Start of Block

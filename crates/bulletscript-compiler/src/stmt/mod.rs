//! Statement compilation.
//!
//! The [`StmtCompiler`] appends statement code straight onto a target
//! [`CodeBlock`] (the body of the declaration being compiled), handling:
//! - Variable and entity-reference declarations
//! - Expression, return and wait statements
//! - If/else, while and for with absolute back-patched jumps
//! - `break`/`continue` against the innermost enclosing loop
//! - `fire` with and without an attached updater
//!
//! Because statements write into the final block, the jump targets they
//! patch are absolute addresses in that block.
//!
//! # Example
//!
//! ```ignore
//! let mut code = CodeBlock::new();
//! let mut compiler = StmtCompiler::new(&mut scopes, &registry);
//! compiler.emit_to(&stmt, &mut code)?;
//! ```

mod block;
mod fire_stmt;
mod for_stmt;
mod if_stmt;
mod return_stmt;
mod var_decl;
mod wait_stmt;
mod while_stmt;

use bulletscript_ast::{BreakStmt, ContinueStmt, ExprStmt, Stmt};
use bulletscript_core::{CodeBlock, CompilationError, Instruction};
use bulletscript_registry::ScriptRegistry;

use crate::ScopeStack;
use crate::expr::ExprCompiler;
use crate::jumps::LoopFixups;

type Result<T> = std::result::Result<T, CompilationError>;

/// Compiles statements into an existing code block.
pub struct StmtCompiler<'a, 'reg> {
    /// Scope stack; declarations go into the current scope
    scopes: &'a mut ScopeStack,
    /// Registry used to resolve properties, calls and firing functions
    registry: &'reg ScriptRegistry,
    /// Fix-up lists of the innermost enclosing loop, if any
    fixups: Option<&'a mut LoopFixups>,
}

impl<'a, 'reg> StmtCompiler<'a, 'reg> {
    /// Create a statement compiler outside any loop.
    pub fn new(scopes: &'a mut ScopeStack, registry: &'reg ScriptRegistry) -> Self {
        Self {
            scopes,
            registry,
            fixups: None,
        }
    }

    /// Append the code for `stmt` onto `target`.
    pub fn emit_to<'ast>(&mut self, stmt: &Stmt<'ast>, target: &mut CodeBlock) -> Result<()> {
        match stmt {
            Stmt::Expr(expr_stmt) => self.emit_expr_stmt(expr_stmt, target),
            Stmt::VarDecl(var_decl) => self.emit_var_decl(var_decl, target),
            Stmt::RefDecl(ref_decl) => self.emit_ref_decl(ref_decl),
            Stmt::Return(ret) => self.emit_return(ret, target),
            Stmt::Break(brk) => self.emit_break(brk, target),
            Stmt::Continue(cont) => self.emit_continue(cont, target),
            Stmt::Block(block) => self.emit_block(block, target),
            Stmt::If(if_stmt) => self.emit_if(if_stmt, target),
            Stmt::While(while_stmt) => self.emit_while(while_stmt, target),
            Stmt::For(for_stmt) => self.emit_for(for_stmt, target),
            Stmt::Wait(wait) => self.emit_wait(wait, target),
            Stmt::Fire(fire) => self.emit_fire(fire, target),
        }
    }

    /// An expression compiler over the same scopes and registry.
    fn expr_compiler(&self) -> ExprCompiler<'_, 'reg> {
        ExprCompiler::new(self.scopes, self.registry)
    }

    /// A compiler for a loop body whose `break`/`continue` go to `fixups`.
    fn nested<'b>(&'b mut self, fixups: &'b mut LoopFixups) -> StmtCompiler<'b, 'reg> {
        StmtCompiler {
            scopes: &mut *self.scopes,
            registry: self.registry,
            fixups: Some(fixups),
        }
    }

    /// Compile an expression statement.
    ///
    /// Every expression leaves one value, which is discarded.
    fn emit_expr_stmt<'ast>(
        &mut self,
        expr_stmt: &ExprStmt<'ast>,
        target: &mut CodeBlock,
    ) -> Result<()> {
        target.append(&self.expr_compiler().generate(expr_stmt.expr)?);
        target.write_instruction(Instruction::Pop);
        Ok(())
    }

    /// `Jump 0`, patched to the loop exit.
    fn emit_break(&mut self, brk: &BreakStmt, target: &mut CodeBlock) -> Result<()> {
        let fixups = self
            .fixups
            .as_deref_mut()
            .ok_or(CompilationError::BreakOutsideLoop { span: brk.span })?;
        fixups.add_break(target.emit_jump(Instruction::Jump));
        Ok(())
    }

    /// `Jump 0`, patched to the loop's condition.
    fn emit_continue(&mut self, cont: &ContinueStmt, target: &mut CodeBlock) -> Result<()> {
        let fixups = self
            .fixups
            .as_deref_mut()
            .ok_or(CompilationError::ContinueOutsideLoop { span: cont.span })?;
        fixups.add_continue(target.emit_jump(Instruction::Jump));
        Ok(())
    }
}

End of Block

#### [Task details]
Every line that includes "CodeBlock" must be copied from the material above.

#### [Final answer]
//! [`CodeBlock`] (the body of the declaration being compiled), handling:
//! let mut code = CodeBlock::new();
use bulletscript_core::{CodeBlock, CompilationError, Instruction};
    pub fn emit_to<'ast>(&mut self, stmt: &Stmt<'ast>, target: &mut CodeBlock) -> Result<()> {
        target: &mut CodeBlock,
    fn emit_break(&mut self, brk: &BreakStmt, target: &mut CodeBlock) -> Result<()> {
    fn emit_continue(&mut self, cont: &ContinueStmt, target: &mut CodeBlock) -> Result<()> {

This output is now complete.